■ Saved entries:
"""
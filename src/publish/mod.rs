//! Artifact publishers
//!
//! One [`Publisher`] per artifact kind. Each is a thin wrapper over a
//! registry CLI run through the [`CommandRunner`]; all of them share the
//! same contract:
//!
//! - `build` prepares the artifact (docker build, vsce package, ...)
//! - `publish` pushes it, or only logs what it would do in a dry run
//! - `verify` asks the registry whether `name@version` is visible
//! - `unpublish` is best-effort and used only by rollback

mod binaries;
mod container;
mod extension;
mod package;

#[cfg(test)]
pub mod fake;

pub use binaries::{BinariesPublisher, CHECKSUMS_FILE, asset_stem, release_assets, verify_release_assets};
pub use container::ContainerPublisher;
pub use extension::ExtensionPublisher;
pub use package::PackagePublisher;

use crate::core::config::{ArtifactKind, ComponentConfig, TimeoutSection};
use crate::core::error::{RailResult, ReleaseError};
use crate::core::exec::{CommandOutput, CommandRunner, CommandSpec};
use semver::Version;
use serde::{Deserialize, Serialize};
use std::path::{Path, PathBuf};
use std::sync::Arc;

/// A staged platform binary
#[derive(Debug, Clone, PartialEq, Eq, Serialize, Deserialize)]
pub struct BinaryArtifact {
  pub platform: String,
  pub path: PathBuf,
  /// Hex SHA-256 of the file
  pub checksum: String,
}

/// What a publish call achieved
#[derive(Debug, Clone, Default, PartialEq, Eq)]
pub struct PublishOutcome {
  /// Externally visible now (always false in a dry run)
  pub published: bool,
  pub url: Option<String>,
  pub checksum: Option<String>,
  pub binaries: Vec<BinaryArtifact>,
  pub output: String,
}

impl PublishOutcome {
  pub fn simulated(output: impl Into<String>) -> Self {
    Self {
      output: output.into(),
      ..Default::default()
    }
  }
}

/// Result of one verification probe
#[derive(Debug, Clone, PartialEq, Eq, Serialize, Deserialize)]
pub struct VerifyOutcome {
  pub target: String,
  pub ok: bool,
  pub detail: String,
}

impl VerifyOutcome {
  pub fn ok(target: impl Into<String>, detail: impl Into<String>) -> Self {
    Self {
      target: target.into(),
      ok: true,
      detail: detail.into(),
    }
  }

  pub fn failed(target: impl Into<String>, detail: impl Into<String>) -> Self {
    Self {
      target: target.into(),
      ok: false,
      detail: detail.into(),
    }
  }
}

/// Everything a publisher needs for one component release
pub struct PublishContext<'a> {
  pub root: &'a Path,
  pub config: &'a ComponentConfig,
  pub version: &'a Version,
  pub dry_run: bool,
  pub runner: &'a dyn CommandRunner,
  pub timeouts: &'a TimeoutSection,
  /// Scratch directory for staged artifacts (outside the work tree)
  pub staging_dir: &'a Path,
}

impl PublishContext<'_> {
  pub fn component_dir(&self) -> PathBuf {
    self.config.component_dir(self.root)
  }

  /// A command run in the component directory with the command timeout
  pub fn command(&self, program: &str, args: &[&str]) -> CommandSpec {
    CommandSpec::new(program, self.timeouts.command())
      .args(args.iter().copied())
      .current_dir(self.component_dir())
  }

  pub fn probe(&self, program: &str, args: &[&str]) -> CommandSpec {
    CommandSpec::new(program, self.timeouts.verify())
      .args(args.iter().copied())
      .current_dir(self.component_dir())
  }

  /// Run a command that must succeed; failures become `PublishError`
  pub fn run_publish_step(&self, kind: ArtifactKind, spec: &CommandSpec) -> RailResult<CommandOutput> {
    let output = self.runner.run(spec)?;
    if !output.success() {
      return Err(
        ReleaseError::Publish {
          artifact: kind.to_string(),
          message: format!("`{}` failed: {}", spec.display(), output.combined()),
        }
        .into(),
      );
    }
    Ok(output)
  }

  /// Run a build command; failures become `BuildError`
  pub fn run_build_step(&self, target: &str, spec: &CommandSpec) -> RailResult<CommandOutput> {
    let output = self.runner.run(spec)?;
    if !output.success() {
      return Err(
        ReleaseError::Build {
          target: target.to_string(),
          output: output.combined(),
        }
        .into(),
      );
    }
    Ok(output)
  }
}

/// Publishes one artifact kind
pub trait Publisher: Send + Sync {
  fn kind(&self) -> ArtifactKind;

  /// Prepare the artifact; returns captured output
  fn build(&self, ctx: &PublishContext<'_>) -> RailResult<String>;

  fn publish(&self, ctx: &PublishContext<'_>) -> RailResult<PublishOutcome>;

  /// Confirm `version` is visible in the registry
  fn verify(&self, ctx: &PublishContext<'_>) -> RailResult<VerifyOutcome>;

  /// Best-effort removal used by rollback
  fn unpublish(&self, ctx: &PublishContext<'_>) -> RailResult<()>;
}

/// Hands out the publisher for each artifact kind
pub trait PublisherFactory: Send + Sync {
  fn publisher(&self, kind: ArtifactKind) -> Arc<dyn Publisher>;
}

/// Publishers backed by the real registry CLIs
#[derive(Debug, Default, Clone, Copy)]
pub struct SystemPublishers;

impl PublisherFactory for SystemPublishers {
  fn publisher(&self, kind: ArtifactKind) -> Arc<dyn Publisher> {
    match kind {
      ArtifactKind::Package => Arc::new(PackagePublisher),
      ArtifactKind::Container => Arc::new(ContainerPublisher),
      ArtifactKind::Extension => Arc::new(ExtensionPublisher),
      ArtifactKind::Binaries => Arc::new(BinariesPublisher),
    }
  }
}
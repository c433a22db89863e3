//! Release attempt state: options, per-step results, artifacts and the undo ledger
//!
//! Only the orchestrator mutates a [`ReleaseState`]; everything else reads
//! the finished snapshot through the report or the manifest entry.

use crate::checks::PreflightReport;
use crate::core::config::{ArtifactKind, ComponentConfig, TagTiming};
use crate::core::error::{ErrorKind, RailError};
use crate::publish::{BinaryArtifact, PublishOutcome, VerifyOutcome};
use crate::release::version::VersionTarget;
use chrono::{DateTime, Utc};
use semver::Version;
use serde::{Deserialize, Serialize};
use std::collections::BTreeMap;
use std::fmt;
use std::time::Duration;

/// Where the pipeline runs
#[derive(Debug, Clone, Copy, Default, PartialEq, Eq, Serialize, Deserialize)]
#[serde(rename_all = "lowercase")]
pub enum Mode {
  #[default]
  Local,
  /// Hand off to a CI workflow and watch it
  Remote,
}

impl fmt::Display for Mode {
  fn fmt(&self, f: &mut fmt::Formatter<'_>) -> fmt::Result {
    match self {
      Mode::Local => write!(f, "local"),
      Mode::Remote => write!(f, "remote"),
    }
  }
}

/// What the caller asked for
#[derive(Debug, Clone, PartialEq, Eq)]
pub struct ReleaseOptions {
  pub components: Vec<String>,
  pub target: VersionTarget,
  pub dry_run: bool,
  pub skip_tests: bool,
  pub skip_build: bool,
  pub skip_verify: bool,
  /// Restrict to these kinds; empty means every configured kind
  pub only: Vec<ArtifactKind>,
  pub mode: Mode,
  /// Overrides `timeouts.workflow_secs` for remote mode
  pub remote_timeout: Option<Duration>,
}

impl Default for ReleaseOptions {
  fn default() -> Self {
    Self {
      components: Vec::new(),
      target: VersionTarget::Bump(crate::release::version::BumpKind::Patch),
      dry_run: false,
      skip_tests: false,
      skip_build: false,
      skip_verify: false,
      only: Vec::new(),
      mode: Mode::Local,
      remote_timeout: None,
    }
  }
}

impl ReleaseOptions {
  /// Kinds this run will publish: configured, then narrowed by `only`
  pub fn effective_kinds(&self, config: &ComponentConfig) -> Vec<ArtifactKind> {
    config
      .artifact_kinds()
      .into_iter()
      .filter(|kind| self.only.is_empty() || self.only.contains(kind))
      .collect()
  }
}

/// One stage of the pipeline
#[derive(Debug, Clone, Copy, PartialEq, Eq, Hash)]
pub enum PipelineStep {
  Preflight,
  VersionBump,
  VersionSync,
  Build,
  Publish(ArtifactKind),
  GitTagAndRelease,
  Verify,
  Changelog,
  ManifestWrite,
  RemoteTrigger,
  RemoteMonitor,
}

impl PipelineStep {
  pub fn name(&self) -> String {
    match self {
      PipelineStep::Preflight => "preflight".to_string(),
      PipelineStep::VersionBump => "versionBump".to_string(),
      PipelineStep::VersionSync => "versionSync".to_string(),
      PipelineStep::Build => "build".to_string(),
      PipelineStep::Publish(kind) => format!("publish:{}", kind),
      PipelineStep::GitTagAndRelease => "gitTagAndRelease".to_string(),
      PipelineStep::Verify => "verify".to_string(),
      PipelineStep::Changelog => "changelog".to_string(),
      PipelineStep::ManifestWrite => "manifestWrite".to_string(),
      PipelineStep::RemoteTrigger => "remoteTrigger".to_string(),
      PipelineStep::RemoteMonitor => "remoteMonitor".to_string(),
    }
  }

  fn publish_steps() -> impl Iterator<Item = PipelineStep> {
    ArtifactKind::ALL.into_iter().map(PipelineStep::Publish)
  }

  /// Local pipeline; `before-publish` moves tagging ahead of the publish steps
  pub fn local_pipeline(timing: TagTiming) -> Vec<PipelineStep> {
    let mut steps = vec![
      PipelineStep::Preflight,
      PipelineStep::VersionBump,
      PipelineStep::VersionSync,
      PipelineStep::Build,
    ];
    match timing {
      TagTiming::AfterPublish => {
        steps.extend(Self::publish_steps());
        steps.push(PipelineStep::GitTagAndRelease);
      }
      TagTiming::BeforePublish => {
        steps.push(PipelineStep::GitTagAndRelease);
        steps.extend(Self::publish_steps());
      }
    }
    steps.extend([PipelineStep::Verify, PipelineStep::Changelog, PipelineStep::ManifestWrite]);
    steps
  }

  pub fn remote_pipeline() -> Vec<PipelineStep> {
    vec![
      PipelineStep::Preflight,
      PipelineStep::RemoteTrigger,
      PipelineStep::RemoteMonitor,
    ]
  }
}

impl fmt::Display for PipelineStep {
  fn fmt(&self, f: &mut fmt::Formatter<'_>) -> fmt::Result {
    write!(f, "{}", self.name())
  }
}

#[derive(Debug, Clone, Copy, PartialEq, Eq, Serialize, Deserialize)]
#[serde(rename_all = "lowercase")]
pub enum StepStatus {
  Pending,
  Running,
  Success,
  Failed,
  Skipped,
}

impl StepStatus {
  pub fn icon(&self) -> &'static str {
    match self {
      StepStatus::Pending => "·",
      StepStatus::Running => "…",
      StepStatus::Success => "✅",
      StepStatus::Failed => "❌",
      StepStatus::Skipped => "⏭️",
    }
  }
}

#[derive(Debug, Clone, PartialEq, Eq, Serialize, Deserialize)]
pub struct StepError {
  pub kind: ErrorKind,
  pub message: String,
}

impl From<&RailError> for StepError {
  fn from(error: &RailError) -> Self {
    Self {
      kind: error.kind(),
      message: error.to_string(),
    }
  }
}

#[derive(Debug, Clone, PartialEq, Eq, Serialize, Deserialize)]
#[serde(rename_all = "camelCase")]
pub struct StepResult {
  pub step: String,
  pub status: StepStatus,
  #[serde(skip_serializing_if = "Option::is_none")]
  pub started_at: Option<DateTime<Utc>>,
  #[serde(skip_serializing_if = "Option::is_none")]
  pub finished_at: Option<DateTime<Utc>>,
  #[serde(skip_serializing_if = "Option::is_none")]
  pub error: Option<StepError>,
  #[serde(skip_serializing_if = "Option::is_none")]
  pub output: Option<String>,
}

impl StepResult {
  pub fn pending(step: PipelineStep) -> Self {
    Self {
      step: step.name(),
      status: StepStatus::Pending,
      started_at: None,
      finished_at: None,
      error: None,
      output: None,
    }
  }
}

/// Bookkeeping for one artifact kind
#[derive(Debug, Clone, Default, PartialEq, Eq, Serialize, Deserialize)]
#[serde(rename_all = "camelCase")]
pub struct ArtifactRecord {
  pub published: bool,
  #[serde(skip_serializing_if = "Option::is_none")]
  pub url: Option<String>,
  #[serde(skip_serializing_if = "Option::is_none")]
  pub checksum: Option<String>,
}

#[derive(Debug, Clone, Default, PartialEq, Eq, Serialize, Deserialize)]
#[serde(rename_all = "camelCase")]
pub struct ReleaseArtifacts {
  #[serde(default)]
  pub kinds: BTreeMap<ArtifactKind, ArtifactRecord>,
  #[serde(default, skip_serializing_if = "Vec::is_empty")]
  pub binaries: Vec<BinaryArtifact>,
  #[serde(default, skip_serializing_if = "Option::is_none")]
  pub tag: Option<String>,
  #[serde(default, skip_serializing_if = "Option::is_none")]
  pub release_url: Option<String>,
}

impl ReleaseArtifacts {
  pub fn record(&mut self, kind: ArtifactKind, outcome: &PublishOutcome) {
    self.kinds.insert(
      kind,
      ArtifactRecord {
        published: outcome.published,
        url: outcome.url.clone(),
        checksum: outcome.checksum.clone(),
      },
    );
    if kind == ArtifactKind::Binaries {
      self.binaries = outcome.binaries.clone();
    }
  }

  pub fn is_published(&self, kind: ArtifactKind) -> bool {
    self.kinds.get(&kind).is_some_and(|r| r.published)
  }

  pub fn mark_published(&mut self, kind: ArtifactKind, url: Option<String>) {
    let record = self.kinds.entry(kind).or_default();
    record.published = true;
    if url.is_some() {
      record.url = url;
    }
  }

  pub fn published_kinds(&self) -> Vec<ArtifactKind> {
    self
      .kinds
      .iter()
      .filter(|(_, r)| r.published)
      .map(|(k, _)| *k)
      .collect()
  }
}

/// An externally visible write, recorded so rollback can reverse it
#[derive(Debug, Clone, PartialEq, Eq, Serialize, Deserialize)]
#[serde(tag = "action", rename_all = "camelCase")]
pub enum UndoAction {
  DeleteLocalTag { tag: String },
  DeleteRemoteTag { remote: String, tag: String },
  DeleteRelease { tag: String },
  Unpublish { kind: ArtifactKind },
}

impl fmt::Display for UndoAction {
  fn fmt(&self, f: &mut fmt::Formatter<'_>) -> fmt::Result {
    match self {
      UndoAction::DeleteLocalTag { tag } => write!(f, "delete local tag {}", tag),
      UndoAction::DeleteRemoteTag { remote, tag } => write!(f, "delete tag {} on {}", tag, remote),
      UndoAction::DeleteRelease { tag } => write!(f, "delete remote release {}", tag),
      UndoAction::Unpublish { kind } => write!(f, "unpublish {}", kind),
    }
  }
}

/// What rollback did and what it left for a human
#[derive(Debug, Clone, Default, PartialEq, Eq, Serialize, Deserialize)]
#[serde(rename_all = "camelCase")]
pub struct RollbackReport {
  pub performed: Vec<String>,
  pub manual_cleanup: Vec<String>,
}

impl RollbackReport {
  pub fn is_complete(&self) -> bool {
    self.manual_cleanup.is_empty()
  }
}

/// Verification outcome stored with the release
#[derive(Debug, Clone, PartialEq, Eq, Serialize, Deserialize)]
#[serde(tag = "status", rename_all = "camelCase")]
pub enum VerificationResult {
  Skipped { reason: String },
  Checked { checks: Vec<VerifyOutcome> },
}

impl VerificationResult {
  pub fn all_ok(&self) -> bool {
    match self {
      VerificationResult::Skipped { .. } => true,
      VerificationResult::Checked { checks } => checks.iter().all(|c| c.ok),
    }
  }

  pub fn failures(&self) -> Vec<&VerifyOutcome> {
    match self {
      VerificationResult::Skipped { .. } => Vec::new(),
      VerificationResult::Checked { checks } => checks.iter().filter(|c| !c.ok).collect(),
    }
  }
}

/// Final status of one attempt as recorded in the manifest
#[derive(Debug, Clone, Copy, PartialEq, Eq, Serialize, Deserialize)]
#[serde(rename_all = "camelCase")]
pub enum ReleaseStatus {
  Released,
  /// Published, but at least one artifact could not be confirmed
  Unverified,
  Failed,
  /// Failed, and every externally visible write was undone
  RolledBack,
}

impl fmt::Display for ReleaseStatus {
  fn fmt(&self, f: &mut fmt::Formatter<'_>) -> fmt::Result {
    let s = match self {
      ReleaseStatus::Released => "released",
      ReleaseStatus::Unverified => "unverified",
      ReleaseStatus::Failed => "failed",
      ReleaseStatus::RolledBack => "rolledBack",
    };
    write!(f, "{}", s)
  }
}

/// Mutable state of one release attempt
#[derive(Debug, Clone)]
pub struct ReleaseState {
  pub options: ReleaseOptions,
  pub config: ComponentConfig,
  pub started_at: DateTime<Utc>,
  pub steps: Vec<StepResult>,
  pub preflight: Option<PreflightReport>,
  pub current_version: Option<Version>,
  pub version: Option<Version>,
  pub artifacts: ReleaseArtifacts,
  /// Externally visible writes in the order they happened
  pub ledger: Vec<UndoAction>,
  pub rollback: Option<RollbackReport>,
  pub verification: Option<VerificationResult>,
  pub changelog: Option<String>,
  /// Release commit made by this attempt (not undone by rollback)
  pub commit: Option<String>,
  pub synced_files: Vec<String>,
}

impl ReleaseState {
  /// Every planned step starts out pending
  pub fn new(options: ReleaseOptions, config: ComponentConfig, steps: &[PipelineStep]) -> Self {
    Self {
      options,
      config,
      started_at: Utc::now(),
      steps: steps.iter().map(|s| StepResult::pending(*s)).collect(),
      preflight: None,
      current_version: None,
      version: None,
      artifacts: ReleaseArtifacts::default(),
      ledger: Vec::new(),
      rollback: None,
      verification: None,
      changelog: None,
      commit: None,
      synced_files: Vec::new(),
    }
  }

  fn result_mut(&mut self, step: PipelineStep) -> Option<&mut StepResult> {
    let name = step.name();
    self.steps.iter_mut().find(|r| r.step == name)
  }

  pub fn result(&self, step: PipelineStep) -> Option<&StepResult> {
    let name = step.name();
    self.steps.iter().find(|r| r.step == name)
  }

  pub fn status(&self, step: PipelineStep) -> Option<StepStatus> {
    self.result(step).map(|r| r.status)
  }

  pub fn start(&mut self, step: PipelineStep) {
    if let Some(result) = self.result_mut(step) {
      result.status = StepStatus::Running;
      result.started_at = Some(Utc::now());
    }
  }

  pub fn succeed(&mut self, step: PipelineStep, output: Option<String>) {
    if let Some(result) = self.result_mut(step) {
      result.status = StepStatus::Success;
      result.finished_at = Some(Utc::now());
      result.output = output.filter(|o| !o.trim().is_empty());
    }
  }

  pub fn fail(&mut self, step: PipelineStep, error: &RailError) {
    if let Some(result) = self.result_mut(step) {
      result.status = StepStatus::Failed;
      result.finished_at = Some(Utc::now());
      result.error = Some(StepError::from(error));
    }
  }

  pub fn skip(&mut self, step: PipelineStep, reason: impl Into<String>) {
    if let Some(result) = self.result_mut(step) {
      result.status = StepStatus::Skipped;
      result.output = Some(reason.into());
    }
  }

  /// The first failure, which is the proximate cause of the outcome
  pub fn first_error(&self) -> Option<&StepError> {
    self.steps.iter().find_map(|r| r.error.as_ref())
  }

  pub fn failed(&self) -> bool {
    self.steps.iter().any(|r| r.status == StepStatus::Failed)
  }

  pub fn final_status(&self) -> ReleaseStatus {
    if self.failed() {
      match &self.rollback {
        Some(report) if report.is_complete() => ReleaseStatus::RolledBack,
        _ => ReleaseStatus::Failed,
      }
    } else if self.verification.as_ref().is_some_and(|v| !v.all_ok()) {
      ReleaseStatus::Unverified
    } else {
      ReleaseStatus::Released
    }
  }

  pub fn tag(&self) -> Option<&str> {
    self.artifacts.tag.as_deref()
  }
}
"""
From the entries above, copy out every line where the string "detail" appears.

  pub detail: String,
  pub fn ok(target: impl Into<String>, detail: impl Into<String>) -> Self {
      detail: detail.into(),
  pub fn failed(target: impl Into<String>, detail: impl Into<String>) -> Self {
      detail: detail.into(),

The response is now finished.